> **TASK DIRECTIONS**: Wherever the string "CorsLayer" appears in the records, return the line that holds it.

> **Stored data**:
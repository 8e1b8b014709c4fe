//! Delegated session repository for database operations.

use chrono::{DateTime, Utc};
use sqlx::PgPool;

use crate::entities::DelegatedSessionEntity;
use crate::metrics::QueryTimer;

/// Repository for sessions carried between the two phases of a hybrid
/// redemption.
#[derive(Clone)]
pub struct DelegatedSessionRepository {
    pool: PgPool,
}

impl DelegatedSessionRepository {
    /// Creates a new DelegatedSessionRepository with the given connection pool.
    pub fn new(pool: PgPool) -> Self {
        Self { pool }
    }

    /// Store a session.
    pub async fn insert(&self, session: &DelegatedSessionEntity) -> Result<(), sqlx::Error> {
        let timer = QueryTimer::new("insert_delegated_session");
        let result = sqlx::query(
            r#"
            INSERT INTO delegated_sessions
                (key_hash, invitation_id, code, attempt, results, created_at, expires_at)
            VALUES ($1, $2, $3, $4, $5, $6, $7)
            "#,
        )
        .bind(&session.key_hash)
        .bind(session.invitation_id)
        .bind(&session.code)
        .bind(&session.attempt)
        .bind(&session.results)
        .bind(session.created_at)
        .bind(session.expires_at)
        .execute(&self.pool)
        .await;
        timer.record();
        result.map(|_| ())
    }

    /// Delete and return the session stored under `key_hash`.
    pub async fn take(&self, key_hash: &str) -> Result<Option<DelegatedSessionEntity>, sqlx::Error> {
        let timer = QueryTimer::new("take_delegated_session");
        let result = sqlx::query_as::<_, DelegatedSessionEntity>(
            r#"
            DELETE FROM delegated_sessions
            WHERE key_hash = $1
            RETURNING key_hash, invitation_id, code, attempt, results, created_at, expires_at
            "#,
        )
        .bind(key_hash)
        .fetch_optional(&self.pool)
        .await;
        timer.record();
        result
    }

    /// Remove sessions that expired before `now`.
    pub async fn delete_expired(&self, now: DateTime<Utc>) -> Result<u64, sqlx::Error> {
        let timer = QueryTimer::new("delete_expired_delegated_sessions");
        let result = sqlx::query(
            r#"
            DELETE FROM delegated_sessions
            WHERE expires_at <= $1
            "#,
        )
        .bind(now)
        .execute(&self.pool)
        .await?;
        timer.record();
        Ok(result.rows_affected())
    }
}
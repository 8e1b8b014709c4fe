//! Security headers added to every response.

use axum::{
    body::Body,
    http::{header, HeaderValue, Request},
    middleware::Next,
    response::Response,
};

/// Redemption responses carry one-time session ids, so they must never be
/// cached or framed. HSTS is only sent when `INV__SECURITY__HSTS_ENABLED`
/// is `true`, since TLS is terminated in front of the service.
pub async fn security_headers_middleware(req: Request<Body>, next: Next) -> Response {
    let mut response = next.run(req).await;
    let headers = response.headers_mut();

    headers.insert(
        header::X_CONTENT_TYPE_OPTIONS,
        HeaderValue::from_static("nosniff"),
    );
    headers.insert(header::X_FRAME_OPTIONS, HeaderValue::from_static("DENY"));
    headers.insert(
        header::REFERRER_POLICY,
        HeaderValue::from_static("no-referrer"),
    );
    headers
        .entry(header::CACHE_CONTROL)
        .or_insert(HeaderValue::from_static("no-store"));

    if hsts_enabled(std::env::var("INV__SECURITY__HSTS_ENABLED").ok().as_deref()) {
        headers.insert(
            header::STRICT_TRANSPORT_SECURITY,
            HeaderValue::from_static("max-age=31536000; includeSubDomains"),
        );
    }

    response
}

fn hsts_enabled(raw: Option<&str>) -> bool {
    raw.is_some_and(|v| v.trim().eq_ignore_ascii_case("true"))
}

#[cfg(test)]
mod tests {
    use super::*;
    use axum::{routing::get, Router};
    use tower::ServiceExt;

    #[test]
    fn test_hsts_flag_parsing() {
        assert!(hsts_enabled(Some("true")));
        assert!(hsts_enabled(Some(" TRUE ")));
        assert!(!hsts_enabled(Some("1")));
        assert!(!hsts_enabled(Some("yes")));
        assert!(!hsts_enabled(None));
    }

    #[tokio::test]
    async fn test_headers_added() {
        let app = Router::new()
            .route("/", get(|| async { "ok" }))
            .layer(axum::middleware::from_fn(security_headers_middleware));

        let response = app
            .oneshot(Request::builder().uri("/").body(Body::empty()).unwrap())
            .await
            .unwrap();

        let headers = response.headers();
        assert_eq!(headers[header::X_CONTENT_TYPE_OPTIONS], "nosniff");
        assert_eq!(headers[header::X_FRAME_OPTIONS], "DENY");
        assert_eq!(headers[header::CACHE_CONTROL], "no-store");
    }
}
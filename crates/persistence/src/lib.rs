//! Persistence layer for the invitation service.
//!
//! This crate contains:
//! - Database connection management
//! - Entity definitions (database row mappings)
//! - Repository implementations
//! - The PostgreSQL invitation store

pub mod db;
pub mod entities;
pub mod metrics;
pub mod repositories;
pub mod store;

pub use store::PgInvitationStore;
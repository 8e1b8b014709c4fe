//! Account, identity and server usage entities (database row mapping).

use chrono::{DateTime, Utc};
use sqlx::FromRow;
use uuid::Uuid;

/// Database row mapping for the accounts table.
#[derive(Debug, Clone, FromRow)]
pub struct AccountEntity {
    pub id: Uuid,
    pub username: String,
    pub email: Option<String>,
    pub remote_id: Option<String>,
    pub server_id: Uuid,
    pub code: String,
    pub identity_id: Option<Uuid>,
    pub expires: Option<DateTime<Utc>>,
    pub created_at: DateTime<Utc>,
}

impl From<AccountEntity> for domain::models::Account {
    fn from(entity: AccountEntity) -> Self {
        Self {
            id: entity.id,
            username: entity.username,
            email: entity.email,
            remote_id: entity.remote_id,
            server_id: entity.server_id,
            code: entity.code,
            identity_id: entity.identity_id,
            expires: entity.expires,
            created_at: entity.created_at,
        }
    }
}

/// Database row mapping for the identities table.
#[derive(Debug, Clone, FromRow)]
pub struct IdentityEntity {
    pub id: Uuid,
    pub primary_email: Option<String>,
    pub primary_username: String,
    pub created_at: DateTime<Utc>,
}

impl From<IdentityEntity> for domain::models::Identity {
    fn from(entity: IdentityEntity) -> Self {
        Self {
            id: entity.id,
            primary_email: entity.primary_email,
            primary_username: entity.primary_username,
            created_at: entity.created_at,
        }
    }
}

/// Database row mapping for the server_usages table.
#[derive(Debug, Clone, FromRow)]
pub struct ServerUsageEntity {
    pub invitation_id: Uuid,
    pub server_id: Uuid,
    pub account_id: Option<Uuid>,
    pub used_at: DateTime<Utc>,
}

impl From<ServerUsageEntity> for domain::models::ServerUsage {
    fn from(entity: ServerUsageEntity) -> Self {
        Self {
            invitation_id: entity.invitation_id,
            server_id: entity.server_id,
            account_id: entity.account_id,
            used_at: entity.used_at,
        }
    }
}
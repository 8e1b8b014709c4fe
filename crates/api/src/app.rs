use axum::{
    http::{header, Method},
    middleware,
    routing::{get, post},
    Router,
};
use std::sync::Arc;
use std::time::Duration;
use tower_http::{
    compression::CompressionLayer,
    cors::{AllowOrigin, Any, CorsLayer},
    timeout::TimeoutLayer,
    trace::TraceLayer,
};

use domain::services::{BackendRegistry, InvitationStore, RedemptionEngine};

use crate::config::Config;
use crate::middleware::{
    metrics_handler, metrics_middleware, rate_limit_middleware, security_headers_middleware,
    trace_id, RateLimiterState,
};
use crate::routes::{health, invitations};

#[derive(Clone)]
pub struct AppState {
    pub engine: Arc<RedemptionEngine>,
    pub store: Arc<dyn InvitationStore>,
    pub config: Arc<Config>,
    pub rate_limiter: Option<Arc<RateLimiterState>>,
}

impl AppState {
    pub fn new(config: Config, store: Arc<dyn InvitationStore>, registry: BackendRegistry) -> Self {
        let engine = RedemptionEngine::new(
            Arc::clone(&store),
            Arc::new(registry),
            config.invitations.engine_config(),
        );
        let rate_limiter =
            RateLimiterState::new(config.security.rate_limit_per_minute).map(Arc::new);

        Self {
            engine: Arc::new(engine),
            store,
            config: Arc::new(config),
            rate_limiter,
        }
    }
}

pub fn create_app(state: AppState) -> Router {
    let config = Arc::clone(&state.config);

    let cors = if config.security.cors_origins.is_empty() {
        CorsLayer::new().allow_origin(Any)
    } else {
        let origins: Vec<_> = config
            .security
            .cors_origins
            .iter()
            .filter_map(|o| o.parse().ok())
            .collect();
        CorsLayer::new().allow_origin(AllowOrigin::list(origins))
    }
    .allow_methods([Method::GET, Method::POST])
    .allow_headers([header::CONTENT_TYPE]);

    // Lookups are rate limited too so codes cannot be enumerated cheaply.
    let invitation_routes = Router::new()
        .route("/api/v1/invitations/:code", get(invitations::display_invitation))
        .route(
            "/api/v1/invitations/:code/validate",
            get(invitations::validate_invitation),
        )
        .route(
            "/api/v1/invitations/:code/redeem",
            post(invitations::redeem_invitation),
        )
        .route_layer(middleware::from_fn_with_state(
            state.clone(),
            rate_limit_middleware,
        ));

    let public_routes = Router::new()
        .route("/api/health", get(health::health_check))
        .route("/api/health/live", get(health::live))
        .route("/api/health/ready", get(health::ready))
        .route("/metrics", get(metrics_handler));

    Router::new()
        .merge(public_routes)
        .merge(invitation_routes)
        // Global middleware (order matters: bottom layers run first)
        .layer(middleware::from_fn(security_headers_middleware))
        .layer(CompressionLayer::new())
        .layer(TimeoutLayer::new(Duration::from_secs(
            config.server.request_timeout_secs,
        )))
        .layer(middleware::from_fn(metrics_middleware))
        .layer(TraceLayer::new_for_http())
        .layer(middleware::from_fn(trace_id))
        .layer(cors)
        .with_state(state)
}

> **EXERCISE SOLUTION**:
    cors::{AllowOrigin, Any, CorsLayer},
        CorsLayer::new().allow_origin(Any)
        CorsLayer::new().allow_origin(AllowOrigin::list(origins))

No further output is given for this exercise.